◆ **ACTIVITY**:
All of the data below should be written out again exactly.

[Saved entries]
* * * * * * *
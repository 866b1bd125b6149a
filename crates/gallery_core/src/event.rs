//! Gallery lifecycle events and the listener slots they're delivered to

use crate::item::MediaItem;
use crate::view::ReferenceView;

/// Something that happened in the gallery
#[derive(Debug, Clone, PartialEq)]
pub enum GalleryEvent {
    ItemFocused(MediaItem),
    WillTransitionIn,
    WillTransitionOut,
    DidTransitionOut,
    Completed { item: MediaItem, silent: bool },
    EditorOpened,
    EditorClosed,
}

impl GalleryEvent {
    pub fn name(&self) -> &'static str {
        match self {
            GalleryEvent::ItemFocused(_) => "item_focused",
            GalleryEvent::WillTransitionIn => "will_transition_in",
            GalleryEvent::WillTransitionOut => "will_transition_out",
            GalleryEvent::DidTransitionOut => "did_transition_out",
            GalleryEvent::Completed { .. } => "complete_with_item",
            GalleryEvent::EditorOpened => "editor_opened",
            GalleryEvent::EditorClosed => "editor_closed",
        }
    }
}

type ItemCallback = Box<dyn Fn(&MediaItem) + Send + Sync>;
type Callback = Box<dyn Fn() + Send + Sync>;
type ReferenceViewCallback = Box<dyn Fn(&MediaItem) -> Option<ReferenceView> + Send + Sync>;
type CompleteCallback = Box<dyn Fn(&MediaItem, bool) + Send + Sync>;

/// One listener per named event; assigning a slot replaces its listener
#[derive(Default)]
pub struct GalleryCallbacks {
    pub(crate) item_focused: Option<ItemCallback>,
    pub(crate) will_transition_in: Option<Callback>,
    pub(crate) will_transition_out: Option<Callback>,
    pub(crate) did_transition_out: Option<Callback>,
    pub(crate) reference_view_for_item: Option<ReferenceViewCallback>,
    pub(crate) complete_with_item: Option<CompleteCallback>,
    pub(crate) editor_opened: Option<Callback>,
    pub(crate) editor_closed: Option<Callback>,
}

impl GalleryCallbacks {
    /// Deliver a push event to its slot. Returns false if the slot is empty.
    pub(crate) fn deliver(&self, event: &GalleryEvent) -> bool {
        fn call(slot: &Option<Callback>) -> bool {
            slot.as_ref().map(|f| f()).is_some()
        }

        match event {
            GalleryEvent::ItemFocused(item) => self.item_focused.as_ref().map(|f| f(item)).is_some(),
            GalleryEvent::WillTransitionIn => call(&self.will_transition_in),
            GalleryEvent::WillTransitionOut => call(&self.will_transition_out),
            GalleryEvent::DidTransitionOut => call(&self.did_transition_out),
            GalleryEvent::Completed { item, silent } => self
                .complete_with_item
                .as_ref()
                .map(|f| f(item, *silent))
                .is_some(),
            GalleryEvent::EditorOpened => call(&self.editor_opened),
            GalleryEvent::EditorClosed => call(&self.editor_closed),
        }
    }

    /// Pull the anchor view for an item from the host
    pub(crate) fn reference_view(&self, item: &MediaItem) -> Option<ReferenceView> {
        self.reference_view_for_item.as_ref().and_then(|f| f(item))
    }
}

impl std::fmt::Debug for GalleryCallbacks {
    fn fmt(&self, f: &mut std::fmt::Formatter<'_>) -> std::fmt::Result {
        f.debug_struct("GalleryCallbacks")
            .field("item_focused", &self.item_focused.is_some())
            .field("will_transition_in", &self.will_transition_in.is_some())
            .field("will_transition_out", &self.will_transition_out.is_some())
            .field("did_transition_out", &self.did_transition_out.is_some())
            .field("reference_view_for_item", &self.reference_view_for_item.is_some())
            .field("complete_with_item", &self.complete_with_item.is_some())
            .field("editor_opened", &self.editor_opened.is_some())
            .field("editor_closed", &self.editor_closed.is_some())
            .finish()
    }
}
* * * * * * *
◆ **RESPONSE TO THIS TASK**:
repository 866b1bd125b6149a
filename crates/gallery_core/src/event.rs
//! Gallery lifecycle events and the listener slots they're delivered to

use crate::item::MediaItem;
use crate::view::ReferenceView;

/// Something that happened in the gallery
#[derive(Debug, Clone, PartialEq)]
pub enum GalleryEvent {
    ItemFocused(MediaItem),
    WillTransitionIn,
    WillTransitionOut,
    DidTransitionOut,
    Completed { item: MediaItem, silent: bool },
    EditorOpened,
    EditorClosed,
}

impl GalleryEvent {
    pub fn name(&self) -> &'static str {
        match self {
            GalleryEvent::ItemFocused(_) => "item_focused",
            GalleryEvent::WillTransitionIn => "will_transition_in",
            GalleryEvent::WillTransitionOut => "will_transition_out",
            GalleryEvent::DidTransitionOut => "did_transition_out",
            GalleryEvent::Completed { .. } => "complete_with_item",
            GalleryEvent::EditorOpened => "editor_opened",
            GalleryEvent::EditorClosed => "editor_closed",
        }
    }
}

type ItemCallback = Box<dyn Fn(&MediaItem) + Send + Sync>;
type Callback = Box<dyn Fn() + Send + Sync>;
type ReferenceViewCallback = Box<dyn Fn(&MediaItem) -> Option<ReferenceView> + Send + Sync>;
type CompleteCallback = Box<dyn Fn(&MediaItem, bool) + Send + Sync>;

/// One listener per named event; assigning a slot replaces its listener
#[derive(Default)]
pub struct GalleryCallbacks {
    pub(crate) item_focused: Option<ItemCallback>,
    pub(crate) will_transition_in: Option<Callback>,
    pub(crate) will_transition_out: Option<Callback>,
    pub(crate) did_transition_out: Option<Callback>,
    pub(crate) reference_view_for_item: Option<ReferenceViewCallback>,
    pub(crate) complete_with_item: Option<CompleteCallback>,
    pub(crate) editor_opened: Option<Callback>,
    pub(crate) editor_closed: Option<Callback>,
}

impl GalleryCallbacks {
    /// Deliver a push event to its slot. Returns false if the slot is empty.
    pub(crate) fn deliver(&self, event: &GalleryEvent) -> bool {
        fn call(slot: &Option<Callback>) -> bool {
            slot.as_ref().map(|f| f()).is_some()
        }

        match event {
            GalleryEvent::ItemFocused(item) => self.item_focused.as_ref().map(|f| f(item)).is_some(),
            GalleryEvent::WillTransitionIn => call(&self.will_transition_in),
            GalleryEvent::WillTransitionOut => call(&self.will_transition_out),
            GalleryEvent::DidTransitionOut => call(&self.did_transition_out),
            GalleryEvent::Completed { item, silent } => self
                .complete_with_item
                .as_ref()
                .map(|f| f(item, *silent))
                .is_some(),
            GalleryEvent::EditorOpened => call(&self.editor_opened),
            GalleryEvent::EditorClosed => call(&self.editor_closed),
        }
    }

    /// Pull the anchor view for an item from the host
    pub(crate) fn reference_view(&self, item: &MediaItem) -> Option<ReferenceView> {
        self.reference_view_for_item.as_ref().and_then(|f| f(item))
    }
}

impl std::fmt::Debug for GalleryCallbacks {
    fn fmt(&self, f: &mut std::fmt::Formatter<'_>) -> std::fmt::Result {
        f.debug_struct("GalleryCallbacks")
            .field("item_focused", &self.item_focused.is_some())
            .field("will_transition_in", &self.will_transition_in.is_some())
            .field("will_transition_out", &self.will_transition_out.is_some())
            .field("did_transition_out", &self.did_transition_out.is_some())
            .field("reference_view_for_item", &self.reference_view_for_item.is_some())
            .field("complete_with_item", &self.complete_with_item.is_some())
            .field("editor_opened", &self.editor_opened.is_some())
            .field("editor_closed", &self.editor_closed.is_some())
            .finish()
    }
}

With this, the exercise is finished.